Father's Office is a chain of gastropubs located in Los Angeles County. The first Father's Office location was opened at 1018 Montana Avenue in Santa Monica, California, and has become famous for the Office Burger, which Esquire called one of the best burgers in the world.

==History==
Father's Office was founded in 1953. From 1986 to 2000, under the ownership of Lou Moench, Father's Office was influential in the rise of America's craft brewing industry and the establishment of smoke-free bars in California.

Moench initially sold two types of beers from Anchor Brewing Company and Sierra Nevada Brewing Company, and expanded the beer menu over the years to include more than 70 brands from California, Oregon and Washington.
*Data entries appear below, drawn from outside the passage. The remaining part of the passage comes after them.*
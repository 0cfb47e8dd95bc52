//! The highlight pass
//!
//! Composes the pipeline: save caret, flatten the view, tokenize, reconcile,
//! render and restore the caret onto the new view.

use tracing::debug;

use crate::caret::{self, Selection};
use crate::error::Result;
use crate::syntax::{MatchSpan, Tokenizer};
use crate::view::{render, View};

/// Result of one highlight pass
#[derive(Debug)]
pub struct Pass {
    /// The freshly built view
    pub view: View,
    /// The selection mapped onto `view`
    pub selection: Option<Selection>,
    /// Spans the view was built from
    pub spans: Vec<MatchSpan>,
}

/// Highlight pipeline controller
pub struct Highlighter {
    tokenizer: Tokenizer,
    /// Whether highlighting is enabled
    pub enabled: bool,
}

impl Highlighter {
    /// Create a highlighter with the built-in rules
    pub fn new() -> Result<Self> {
        Ok(Self::with_tokenizer(Tokenizer::builtin()?))
    }

    /// Create a highlighter around a custom tokenizer
    pub fn with_tokenizer(tokenizer: Tokenizer) -> Self {
        Self {
            tokenizer,
            enabled: true,
        }
    }

    /// Get the reconciled spans for a text
    pub fn spans(&self, text: &str) -> Vec<MatchSpan> {
        if self.enabled {
            self.tokenizer.tokenize(text)
        } else {
            Vec::new()
        }
    }

    /// Run a full pass over the current view
    ///
    /// The view is flattened on every call; it may have just been edited in
    /// place and is the only source of truth for the text.
    pub fn pass(&self, view: &View, selection: Option<&Selection>) -> Pass {
        let saved = caret::save(view, selection);
        let text = view.text();
        let spans = self.spans(&text);
        let view = render(&text, &spans);
        let selection = caret::restore(&view, saved);

        debug!(
            bytes = text.len(),
            spans = spans.len(),
            runs = view.runs().len(),
            caret = ?saved,
            "highlight pass"
        );

        Pass {
            view,
            selection,
            spans,
        }
    }
}

#[cfg(test)]
mod tests {
    use super::*;
    use crate::syntax::Category;
    use crate::view::{Run, ViewPoint};
    use std::sync::Once;

    fn setup_test_logging() {
        static INIT: Once = Once::new();
        INIT.call_once(|| {
            let _ = tracing_subscriber::fmt()
                .with_max_level(tracing::Level::DEBUG)
                .with_test_writer()
                .try_init();
        });
    }

    #[test]
    fn test_pass_highlights_and_keeps_caret() {
        setup_test_logging();
        let highlighter = Highlighter::new().unwrap();
        let view = View::plain("let x = 10;");
        let selection = Selection::caret(ViewPoint::new(0, 9));

        let pass = highlighter.pass(&view, Some(&selection));
        assert_eq!(pass.view.text(), "let x = 10;");
        assert_eq!(pass.spans.len(), 2);
        assert_eq!(pass.view.runs()[0], Run::labeled(Category::Keyword, "let"));

        let restored = pass.selection.unwrap();
        assert_eq!(restored.focus, ViewPoint::new(2, 1));
        assert_eq!(pass.view.offset_of(restored.focus), 9);
    }

    #[test]
    fn test_pass_is_idempotent() {
        setup_test_logging();
        let highlighter = Highlighter::new().unwrap();
        let view = View::plain("if (a) { /* b */ return 'c'; }");

        let first = highlighter.pass(&view, None);
        let second = highlighter.pass(&first.view, None);
        assert_eq!(first.spans, second.spans);
        assert_eq!(first.view, second.view);
        assert!(second.selection.is_none());
    }

    #[test]
    fn test_disabled_renders_plain() {
        let mut highlighter = Highlighter::new().unwrap();
        highlighter.enabled = false;
        let view = View::plain("const n = 1;");

        let pass = highlighter.pass(&view, Some(&Selection::caret(ViewPoint::new(0, 3))));
        assert!(pass.spans.is_empty());
        assert_eq!(pass.view.runs(), [Run::plain("const n = 1;")]);
        assert_eq!(pass.selection, Some(Selection::caret(ViewPoint::new(0, 3))));
    }

    #[test]
    fn test_pass_on_empty_document() {
        let highlighter = Highlighter::new().unwrap();
        let pass = highlighter.pass(&View::new(), Some(&Selection::caret(ViewPoint::default())));
        assert!(pass.view.runs().is_empty());
        assert_eq!(pass.selection, Some(Selection::caret(ViewPoint::default())));
    }
}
Selections would vary, depending on available stock and season.

Looking back on when he purchased Father's Office in the late '80s, Moench said embracing craft beer came with a cost. "When I stopped selling Bud and put Widmer Hefeweizen on that tap handle, I got a reaction. I had to educate people."

Father's Office made headlines in 1991 when Moench decided to voluntarily make it California's first smoke-free bar. For Moench, taking action was a health issue for his employees. "Secondhand smoke kills some 53,000 people each year,” Moench would tell bar owners. "This is about caring for the health of your employees and customers who don't smoke," he said. Seven years later, all other bar owners in California would eventually join him. In 1994, California Governor Pete Wilson signed a law banning smoking in the workplace. A temporary exemption was carved out for bars and casinos, but that ended on January 1, 1998.

Father's Office was purchased in 2000 by owner and head chef Sang Yoon, who had cooked gourmet California cuisine at Michael's restaurant in Santa Monica, California. Yoon opened the bar's kitchen which had previously offered cheese plates and a list of local delivery options for patrons to bring in. The main attraction was the Office Burger, a patty of dry-aged beef topped with caramelized onions, Gruyère and Maytag cheeses, applewood-smoked bacon compote and arugula served on a soft roll.

Sang Yoon is known for allowing no substitutions or alterations of any type to the food served at Father's Office, including no ketchup.

Father's Office was featured in a 2007 episode of the television series After Hours with Daniel hosted by chef Daniel Boulud.

A second Father's Office location in the Helms Bakery building in Culver City, California was opened in April 2008.

In the late 2000s, Father's Office became one of the first restaurants to begin selling wine on tap, with red wines kept at 55 degrees, white wines kept at 46 degrees.

A third Father's Office location was opened in downtown Los Angeles in January 2020. The downtown Los Angeles location closed on September 5, 2025, owner Sang Yoon was quoted in the media saying the location just never caught on with the neighborhood.